Tonight, I went out with one of my best friends from high school. We went to the drive through Checkers in my home city. For y’all who live in urban neighborhoods, you have probably experienced the a good extent of the poverty happening in your city right in front of you. That being said, it was not a surprise to see a woman there who was going from car to car, asking for money. My first instinct was to tell my friend to roll up her window as fast as she could, as if the woman was planning to grab my friend and hurt her. As the woman approached the car window, my friend promised the woman that we would give her change when we went up to the fast food window. Unbeknownst to the homeless woman, I paid with my card. No, I didn’t intentionally do this-I really didn’t have cash-but it was starting to make me feel more and more crappy about myself. As soon as we got our food, my friend pulled out of the drive through. We loudly heard the cashier yelling to us that I did not take my card back. I don’t know what possessed me to do it, but I ran out of the car and to the window. I grabbed my card, and seeing the homeless woman run toward me in my peripheral vision, I sprinted back to my friend’s car and shut the door with a sense of urgency.
Right now, I only have one image in my mind. I remember her face when I turned around to stare at her through the back window of the car. She was smiling, but her eyes told me she knew. She knew that I, like a lot of other people, had preconceived notions about her and people who were in a similar position. She knew that by running, I put myself in a weak mentality of acting like I was superior to her. Acting as if she did not deserve my time. Acting as if she was crazy. And suddenly I felt ashamed. Heat passed through me because I was humiliated by my actions. I really acted as if she had a contagious disease, and suddenly I was wondering what happened to me?! How could I want to change the world and reduce the poverty in the streets when I was SCARED of those who were living the reality of it. And anyone can argue that it is impossible for me to give money to every single homeless person I see, but the truth is that I cannot stand for a cause if I do not push myself to make someone else’s life a little bit easier.

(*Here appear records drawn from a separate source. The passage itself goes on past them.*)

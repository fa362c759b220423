// ABOUTME: The playfeed Client that fetches the catalog feed and per-title detail documents.
// ABOUTME: Each operation is one cancellable request whose JSON is normalized into Summary or Details.

use std::future::Future;

use playfeed_normalize::{
    extract_summaries, normalize_details, normalize_path, Details, Fallback, Summary,
};
use tokio_util::sync::CancellationToken;
use tracing::debug;
use url::Url;

use crate::error::FetchError;
use crate::options::{ClientBuilder, Options};
use crate::resource::fetch_json;

const CATALOG_CONTEXT: &str = "catalog feed";

/// Client for the upstream content API.
///
/// Holds no per-call state: calls with different tokens are independent, and
/// nothing is cached between them.
#[derive(Debug, Clone)]
pub struct Client {
    opts: Options,
    http_client: reqwest::Client,
    base_url: Url,
}

impl Client {
    /// Create a new ClientBuilder for configuring the client.
    pub fn builder() -> ClientBuilder {
        ClientBuilder::new()
    }

    /// Create a new Client with the given options.
    pub fn new(opts: Options) -> Result<Self, FetchError> {
        let base_url = Url::parse(&opts.base_url).map_err(|source| FetchError::InvalidUrl {
            url: opts.base_url.clone(),
            source,
        })?;

        let http_client = match opts.http_client.clone() {
            Some(client) => client,
            None => reqwest::Client::builder()
                .user_agent(&opts.user_agent)
                .timeout(opts.timeout)
                .gzip(true)
                .brotli(true)
                .deflate(true)
                .build()
                .map_err(|e| FetchError::transport("building HTTP client", e))?,
        };

        Ok(Self {
            opts,
            http_client,
            base_url,
        })
    }

    /// Absolute url of the catalog feed.
    pub fn catalog_url(&self) -> Result<Url, FetchError> {
        self.endpoint(&self.opts.catalog_path)
    }

    /// Absolute url of the detail document for `path`, after normalization.
    pub fn details_url(&self, path: &str) -> Result<Url, FetchError> {
        let endpoint = format!("{}{}", self.opts.details_path_prefix, normalize_path(path));
        self.endpoint(&endpoint)
    }

    fn endpoint(&self, path: &str) -> Result<Url, FetchError> {
        self.base_url
            .join(path)
            .map_err(|source| FetchError::InvalidUrl {
                url: format!("{}{}", self.base_url, path),
                source,
            })
    }

    /// Fetch the catalog and map it to summaries, in feed order.
    ///
    /// Fails with [`FetchError::EmptyFeed`] when the feed lists nothing and with
    /// [`FetchError::NoMappableEntries`] when none of its entries can be mapped.
    pub async fn fetch_catalog(
        &self,
        cancel: &CancellationToken,
    ) -> Result<Vec<Summary>, FetchError> {
        let url = self.catalog_url()?;
        let envelope = until_canceled(
            cancel,
            CATALOG_CONTEXT,
            fetch_json(&self.http_client, &url, &self.opts.headers, CATALOG_CONTEXT),
        )
        .await?;

        let extraction = extract_summaries(&envelope);
        if extraction.raw_count == 0 {
            return Err(FetchError::EmptyFeed);
        }
        if extraction.summaries.is_empty() {
            return Err(FetchError::NoMappableEntries {
                discarded: extraction.discarded(),
            });
        }

        debug!(
            entries = extraction.summaries.len(),
            discarded = extraction.discarded(),
            "catalog normalized"
        );
        Ok(extraction.summaries)
    }

    /// Fetch the detail document for `path` and map it to a Details record.
    ///
    /// `fallback` fills any field the document lacks; pass [`Fallback::None`]
    /// when nothing is known about the title yet.
    pub async fn fetch_details<'a>(
        &self,
        path: &str,
        cancel: &CancellationToken,
        fallback: impl Into<Fallback<'a>>,
    ) -> Result<Details, FetchError> {
        let fallback = fallback.into();
        let context = format!("details for {path:?}");
        let url = self.details_url(path)?;

        let document = until_canceled(
            cancel,
            &context,
            fetch_json(&self.http_client, &url, &self.opts.headers, &context),
        )
        .await?;

        Ok(normalize_details(&document, fallback, path))
    }
}

/// Drives `fut` unless `cancel` fires first. Dropping `fut` aborts its request.
async fn until_canceled<T>(
    cancel: &CancellationToken,
    context: &str,
    fut: impl Future<Output = Result<T, FetchError>>,
) -> Result<T, FetchError> {
    tokio::select! {
        biased;
        _ = cancel.cancelled() => {
            debug!(context, "request canceled");
            Err(FetchError::canceled(context))
        }
        result = fut => result,
    }
}

#[cfg(test)]
mod tests {
    use super::*;

    fn client() -> Client {
        Client::builder()
            .base_url("https://play.example.com")
            .catalog_path("/api/feed")
            .details_path_prefix("/api/content/path/")
            .build()
            .unwrap()
    }

    #[test]
    fn test_catalog_url() {
        assert_eq!(
            client().catalog_url().unwrap().as_str(),
            "https://play.example.com/api/feed"
        );
    }

    #[test]
    fn test_details_url_uses_normalized_path() {
        let client = client();
        for path in ["film/abc", "/film/abc", "https://other.example.com/film/abc?x=1"] {
            assert_eq!(
                client.details_url(path).unwrap().as_str(),
                "https://play.example.com/api/content/path/film/abc"
            );
        }
    }

    #[test]
    fn test_details_url_stays_under_prefix() {
        let client = client();
        for path in ["../../feeds/x", "/film/../../feeds/x", "%2e%2e/%2e%2e/feeds/x"] {
            let url = client.details_url(path).unwrap();
            assert_eq!(url.path(), "/api/content/path/feeds/x", "path: {path}");
        }
    }

    #[test]
    fn test_invalid_base_url() {
        let err = Client::builder().base_url("not a url").build().unwrap_err();
        assert!(matches!(err, FetchError::InvalidUrl { .. }));
    }

    #[tokio::test]
    async fn test_pre_canceled_token_short_circuits() {
        let cancel = CancellationToken::new();
        cancel.cancel();
        let err = client().fetch_catalog(&cancel).await.unwrap_err();
        assert!(err.is_canceled());
    }
}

Really. I am going to attempt to give back. Just because I want to enter the business sector does not mean that I have to conform to the stereotype of a hard ass business woman who gives no care for the world around her. After all, if there is one this I want to prove to people, it is this: Hell yeah, I’m a woman, and I want to change the world. And I need to start with the way I talk and act in front of others who have nothing to offer me right this minute. Because God works in mysterious ways. No good deed goes unrewarded or unseen.